Exercise requirements:
Return only the lines running from the top of the entries to the line with "was created for.", inclusive, exactly as written.

Available records:

//! Service group contexts.

use super::{ConfigurationContext, Context, ContextCore, ContextRef, ServiceContext};
use crate::description::{AxisService, ServiceScope};
use dashmap::DashMap;
use std::sync::Arc;

/// Runtime state shared by the services of one group.
#[derive(Debug)]
pub struct ServiceGroupContext {
    core: ContextCore,
    id: String,
    group_name: String,
    scope: ServiceScope,
    service_contexts: DashMap<String, Arc<ServiceContext>>,
}

impl ServiceGroupContext {
    /// Creates a group context under `root`. The caller registers it.
    #[must_use]
    pub fn new(root: &Arc<ConfigurationContext>, group_name: &str, scope: ServiceScope) -> Arc<Self> {
        Self::with_id(root, crate::utils::generate_uuid().to_string(), group_name, scope)
    }

    /// Creates a group context with a known id, as when reactivating.
    #[must_use]
    pub fn with_id(
        root: &Arc<ConfigurationContext>,
        id: String,
        group_name: &str,
        scope: ServiceScope,
    ) -> Arc<Self> {
        Arc::new(Self {
            core: ContextCore::with_parent(root.id(), root),
            id,
            group_name: group_name.to_string(),
            scope,
            service_contexts: DashMap::new(),
        })
    }

    /// Returns the string id that messages refer to.
    #[must_use]
    pub fn group_id(&self) -> &str {
        &self.id
    }

    /// Returns the described group's name.
    #[must_use]
    pub fn group_name(&self) -> &str {
        &self.group_name
    }

    /// Returns the scope the group was created for.
    #[must_use]
    pub fn scope(&self) -> ServiceScope {
        self.scope
    }

    /// Finds or creates the context for `service`.
    pub fn service_context_for(self: &Arc<Self>, service: &AxisService) -> Arc<ServiceContext> {
        self.touch();
        if let Some(existing) = self.find_service_context(service.name()) {
            return existing;
        }
        let ctx = ServiceContext::new(self, service.name());
        self.service_contexts
            .insert(service.name().to_string(), ctx.clone());
        if let Some(root) = self.core.root() {
            root.register_node(ContextRef::Service(ctx.clone()));
        }
        ctx
    }

    /// Looks a service context up by service name.
    #[must_use]
    pub fn find_service_context(&self, service_name: &str) -> Option<Arc<ServiceContext>> {
        self.service_contexts
            .get(service_name)
            .map(|c| c.value().clone())
    }

    /// All service contexts of this group.
    #[must_use]
    pub fn service_contexts(&self) -> Vec<Arc<ServiceContext>> {
        self.service_contexts
            .iter()
            .map(|c| c.value().clone())
            .collect()
    }
}

impl Context for ServiceGroupContext {
    fn core(&self) -> &ContextCore {
        &self.core
    }
}
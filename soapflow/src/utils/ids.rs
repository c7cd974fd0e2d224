//! UUIDs, message ids and stable string hashes.

use uuid::Uuid;

/// Generates a new UUID v4.
#[must_use]
pub fn generate_uuid() -> Uuid {
    Uuid::new_v4()
}

/// Generates a new UUID v7 (time-ordered).
#[must_use]
pub fn generate_uuid_v7() -> Uuid {
    Uuid::now_v7()
}

/// Generates a WS-Addressing message id (`urn:uuid:…`).
#[must_use]
pub fn generate_message_id() -> String {
    format!("urn:uuid:{}", generate_uuid_v7())
}

/// A 32-bit polynomial hash over UTF-16 code units (`h = 31*h + c`).
///
/// Self-managed data keys embed this value, so it must stay stable across
/// processes and releases.
#[must_use]
pub fn string_hash_code(s: &str) -> i32 {
    s.encode_utf16()
        .fold(0i32, |h, unit| h.wrapping_mul(31).wrapping_add(i32::from(unit)))
}

#[cfg(test)]
mod tests {
    use super::*;

    #[test]
    fn test_generate_uuid_is_v4() {
        assert_eq!(generate_uuid().get_version_num(), 4);
    }

    #[test]
    fn test_message_id_is_urn() {
        let id = generate_message_id();
        assert!(id.starts_with("urn:uuid:"));
        assert_ne!(id, generate_message_id());
    }

    #[test]
    fn test_string_hash_code_known_values() {
        assert_eq!(string_hash_code(""), 0);
        assert_eq!(string_hash_code("a"), 97);
        assert_eq!(string_hash_code("hello"), 99_162_322);
        assert_eq!(string_hash_code("polygenelubricants"), i32::MIN);
    }
}
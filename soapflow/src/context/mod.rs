//! The runtime context hierarchy.
//!
//! This module provides:
//! - Thread-safe property and parameter bags
//! - The shared [`Context`] capability with hierarchical property lookup
//! - The configuration → service group → service → operation tree
//! - Session contexts
//!
//! Parent links are [`ContextId`] handles into the arena owned by the
//! [`ConfigurationContext`].

mod bags;
mod configuration;
#[cfg(test)]
mod context_tests;
mod node;
mod operation;
mod service;
mod service_group;
mod session;

pub use bags::{Parameter, ParameterObserver, ParameterStore, PropertyBag};
pub use configuration::ConfigurationContext;
pub use node::{Context, ContextCore, ContextId, ContextRef, PropertyDifference};
pub use operation::OperationContext;
pub use service::ServiceContext;
pub use service_group::ServiceGroupContext;
pub use session::{SessionContext, SessionSnapshot};

pub(crate) use node::lookup_in_chain;
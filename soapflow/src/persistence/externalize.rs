//! Writing a message to a stream and reading it back inactive.
//!
//! The stream starts with a `{suid, revision}` pair, then the sections below
//! in a fixed order. Each section after the envelope opens with a marker
//! string that the reader cross-checks.

use super::metadata::{
    entries_for, read_entry_list, read_optional_entry, write_entry_list, write_optional_entry,
    MetaDataEntry, SelfManagedDataHolder,
};
use super::operation_state::{read_operation_context, write_operation_context};
use super::{ObjectReader, ObjectWriter};
use crate::context::{Context, SessionContext, SessionSnapshot};
use crate::core::Flow;
use crate::errors::SoapflowError;
use crate::message::{flatten_handlers, Attachments, MessageContext, MessageFlags, SoapEnvelope};
use bytes::Bytes;
use serde::{Deserialize, Serialize};
use std::collections::HashMap;
use std::sync::Arc;
use tracing::debug;

/// Format identifier of a message stream.
pub const MESSAGE_CONTEXT_SUID: i64 = 0x534F_4150_464C_4F57;
/// Format revision of a message stream.
pub const REVISION: i32 = 2;

pub(crate) mod markers {
    pub const ENVELOPE: &str = "envelope";
    pub const EXECUTION_CHAIN: &str = "executionChain";
    pub const EXECUTED_PHASES: &str = "executedPhases";
    pub const LEGACY_INBOUND_EXECUTED_PHASES: &str = "inboundExecutedPhases";
    pub const LEGACY_OUTBOUND_EXECUTED_PHASES: &str = "outboundExecutedPhases";
    pub const OPTIONS: &str = "options";
    pub const AXIS_OPERATION: &str = "axisOperation";
    pub const OPERATION_CONTEXT: &str = "operationContext";
    pub const AXIS_SERVICE: &str = "axisService";
    pub const SERVICE_CONTEXT: &str = "serviceContext";
    pub const AXIS_SERVICE_GROUP: &str = "axisServiceGroup";
    pub const SERVICE_GROUP_CONTEXT: &str = "serviceGroupContext";
    pub const AXIS_MESSAGE: &str = "axisMessage";
    pub const SESSION_CONTEXT: &str = "sessionContext";
    pub const TRANSPORTS: &str = "transports";
    pub const PROPERTIES: &str = "properties";
    pub const SELF_MANAGED_DATA: &str = "selfManagedData";
}
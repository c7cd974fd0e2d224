//! Portable handles to suspended messages.

use super::{ObjectReader, ObjectWriter};
use crate::context::{ConfigurationContext, Context};
use crate::core::Flow;
use crate::errors::SoapflowError;
use crate::message::MessageContext;
use crate::utils::{millis_to_timestamp, now_millis, Timestamp};
use base64::engine::general_purpose::STANDARD;
use base64::Engine as _;
use bytes::Bytes;
use std::sync::Arc;

const TOKEN_VERSION: i32 = 1;

/// A suspended message captured for later resumption.
///
/// Holds the externalized message together with the cursor it was paused
/// at, so stores can list and inspect continuations without activating them.
#[derive(Debug, Clone, PartialEq, Eq)]
pub struct Continuation {
    log_correlation_id: String,
    message_id: Option<String>,
    flow: Flow,
    handler_index: i32,
    phase_index: i32,
    captured_at: i64,
    state: Bytes,
}

impl Continuation {
    /// Captures `msg`, normally right after a handler suspended it.
    ///
    /// # Errors
    ///
    /// Fails if the message cannot be externalized.
    pub fn capture(msg: &MessageContext) -> Result<Self, SoapflowError> {
        let state = msg.write_external()?;
        Ok(Self {
            log_correlation_id: msg.log_correlation_id().to_string(),
            message_id: msg.message_id(),
            flow: msg.flow(),
            handler_index: msg.current_handler_index(),
            phase_index: msg.current_phase_index(),
            captured_at: now_millis(),
            state,
        })
    }

    /// The captured message's log correlation id; stores key on it.
    #[must_use]
    pub fn log_correlation_id(&self) -> &str {
        &self.log_correlation_id
    }

    /// The captured message's id.
    #[must_use]
    pub fn message_id(&self) -> Option<&str> {
        self.message_id.as_deref()
    }

    /// The flow the message was in.
    #[must_use]
    pub fn flow(&self) -> Flow {
        self.flow
    }

    /// The top-level cursor at capture time.
    #[must_use]
    pub fn handler_index(&self) -> i32 {
        self.handler_index
    }

    /// The in-phase cursor at capture time.
    #[must_use]
    pub fn phase_index(&self) -> i32 {
        self.phase_index
    }

    /// When the continuation was captured.
    #[must_use]
    pub fn captured_at(&self) -> Option<Timestamp> {
        millis_to_timestamp(self.captured_at)
    }

    /// The externalized message.
    #[must_use]
    pub fn state(&self) -> &Bytes {
        &self.state
    }

    /// Reads the message back and activates it against `config`.
    ///
    /// # Errors
    ///
    /// Fails if the stream cannot be read or activation fails.
    pub fn restore(&self, config: &Arc<ConfigurationContext>) -> Result<Arc<MessageContext>, SoapflowError> {
        let msg = MessageContext::read_external(self.state.clone())?;
        msg.activate(config)?;
        msg.touch();
        Ok(msg)
    }

    /// Encodes the continuation as a base64 token.
    ///
    /// # Errors
    ///
    /// Returns `Serialization` if the captured state is too large to frame.
    pub fn encode(&self) -> Result<String, SoapflowError> {
        let mut writer = ObjectWriter::new();
        writer.write_i32(TOKEN_VERSION);
        writer.write_utf(&self.log_correlation_id)?;
        writer.write_optional_utf(self.message_id.as_deref())?;
        writer.write_i32(self.flow.code());
        writer.write_i32(self.handler_index);
        writer.write_i32(self.phase_index);
        writer.write_i64(self.captured_at);
        writer.write_blob(&self.state)?;
        Ok(STANDARD.encode(writer.into_bytes()))
    }

    /// Decodes a token produced by [`Continuation::encode`].
    ///
    /// # Errors
    ///
    /// Returns `Serialization` for malformed tokens.
    pub fn decode(token: &str) -> Result<Self, SoapflowError> {
        let raw = STANDARD
            .decode(token.trim())
            .map_err(|e| SoapflowError::serialization(format!("invalid continuation token: {e}")))?;
        let mut reader = ObjectReader::new(raw);
        let version = reader.read_i32()?;
        if version != TOKEN_VERSION {
            return Err(SoapflowError::serialization(format!(
                "unsupported continuation token version {version}"
            )));
        }
        let log_correlation_id = reader.read_utf()?;
        let message_id = reader.read_optional_utf()?;
        let flow_code = reader.read_i32()?;
        let flow = Flow::from_code(flow_code)
            .ok_or_else(|| SoapflowError::serialization(format!("unknown flow code {flow_code}")))?;
        Ok(Self {
            log_correlation_id,
            message_id,
            flow,
            handler_index: reader.read_i32()?,
            phase_index: reader.read_i32()?,
            captured_at: reader.read_i64()?,
            state: reader.read_blob()?,
        })
    }
}

#[cfg(test)]
mod tests {
    use super::*;
    use pretty_assertions::assert_eq;

    #[test]
    fn test_token_survives_encoding() {
        let continuation = Continuation {
            log_correlation_id: "abc".into(),
            message_id: Some("urn:uuid:1".into()),
            flow: Flow::In,
            handler_index: 3,
            phase_index: 1,
            captured_at: 1_700_000_000_000,
            state: Bytes::from_static(b"state"),
        };

        let decoded = Continuation::decode(&continuation.encode().unwrap()).unwrap();
        assert_eq!(decoded, continuation);
        assert_eq!(decoded.captured_at().unwrap().timestamp_millis(), 1_700_000_000_000);
    }

    #[test]
    fn test_garbage_token_rejected() {
        let err = Continuation::decode("not base64!").unwrap_err();
        assert!(matches!(err, SoapflowError::Serialization(_)));
    }

    #[test]
    fn test_token_version_checked() {
        let mut writer = ObjectWriter::new();
        writer.write_i32(99);
        let token = STANDARD.encode(writer.into_bytes());

        let err = Continuation::decode(&token).unwrap_err();
        assert!(err.to_string().contains("version 99"));
    }
}
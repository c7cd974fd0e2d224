//! The outbound transport seam.

use crate::core::InvocationResponse;
use crate::errors::SoapflowError;
use crate::message::MessageContext;
use async_trait::async_trait;

/// Writes a message that completed the outbound flow.
#[async_trait]
pub trait TransportSender: Send + Sync {
    /// Sends the message.
    async fn invoke(&self, msg: &MessageContext) -> Result<InvocationResponse, SoapflowError>;

    /// Releases per-message transport resources.
    async fn cleanup(&self, _msg: &MessageContext) {}
}
//! Request DTOs
//!
//! Data structures for API request bodies.

use chrono::NaiveDate;
use rust_decimal::Decimal;
use serde::Deserialize;
use validator::Validate;

use crate::application::services::LoanApplicationInput;

/// Loan application body for both create and full-replacement update.
///
/// Only presence is checked here. `id` is accepted so a client can send back
/// a record it received, but it is never used as a key.
#[derive(Debug, Clone, Default, Deserialize, Validate)]
#[serde(rename_all = "camelCase")]
pub struct LoanApplicationRequest {
    pub id: Option<i64>,

    #[validate(required(message = "applicantName is required"))]
    pub applicant_name: Option<String>,

    #[validate(required(message = "loanAmount is required"))]
    #[serde(default, with = "rust_decimal::serde::arbitrary_precision_option")]
    pub loan_amount: Option<Decimal>,

    pub application_date: Option<NaiveDate>,
    pub status: Option<String>,
    pub email: Option<String>,
    pub phone_number: Option<String>,
    #[serde(default, with = "rust_decimal::serde::arbitrary_precision_option")]
    pub income: Option<Decimal>,
    pub credit_score: Option<i32>,
}

impl From<LoanApplicationRequest> for LoanApplicationInput {
    fn from(request: LoanApplicationRequest) -> Self {
        Self {
            applicant_name: request.applicant_name,
            loan_amount: request.loan_amount,
            application_date: request.application_date,
            status: request.status,
            email: request.email,
            phone_number: request.phone_number,
            income: request.income,
            credit_score: request.credit_score,
        }
    }
}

Expected answer:
//! Service group contexts.

use super::{ConfigurationContext, Context, ContextCore, ContextRef, ServiceContext};
use crate::description::{AxisService, ServiceScope};
use dashmap::DashMap;
use std::sync::Arc;

/// Runtime state shared by the services of one group.
#[derive(Debug)]
pub struct ServiceGroupContext {
    core: ContextCore,
    id: String,
    group_name: String,
    scope: ServiceScope,
    service_contexts: DashMap<String, Arc<ServiceContext>>,
}

impl ServiceGroupContext {
    /// Creates a group context under `root`. The caller registers it.
    #[must_use]
    pub fn new(root: &Arc<ConfigurationContext>, group_name: &str, scope: ServiceScope) -> Arc<Self> {
        Self::with_id(root, crate::utils::generate_uuid().to_string(), group_name, scope)
    }

    /// Creates a group context with a known id, as when reactivating.
    #[must_use]
    pub fn with_id(
        root: &Arc<ConfigurationContext>,
        id: String,
        group_name: &str,
        scope: ServiceScope,
    ) -> Arc<Self> {
        Arc::new(Self {
            core: ContextCore::with_parent(root.id(), root),
            id,
            group_name: group_name.to_string(),
            scope,
            service_contexts: DashMap::new(),
        })
    }

    /// Returns the string id that messages refer to.
    #[must_use]
    pub fn group_id(&self) -> &str {
        &self.id
    }

    /// Returns the described group's name.
    #[must_use]
    pub fn group_name(&self) -> &str {
        &self.group_name
    }

    /// Returns the scope the group was created for.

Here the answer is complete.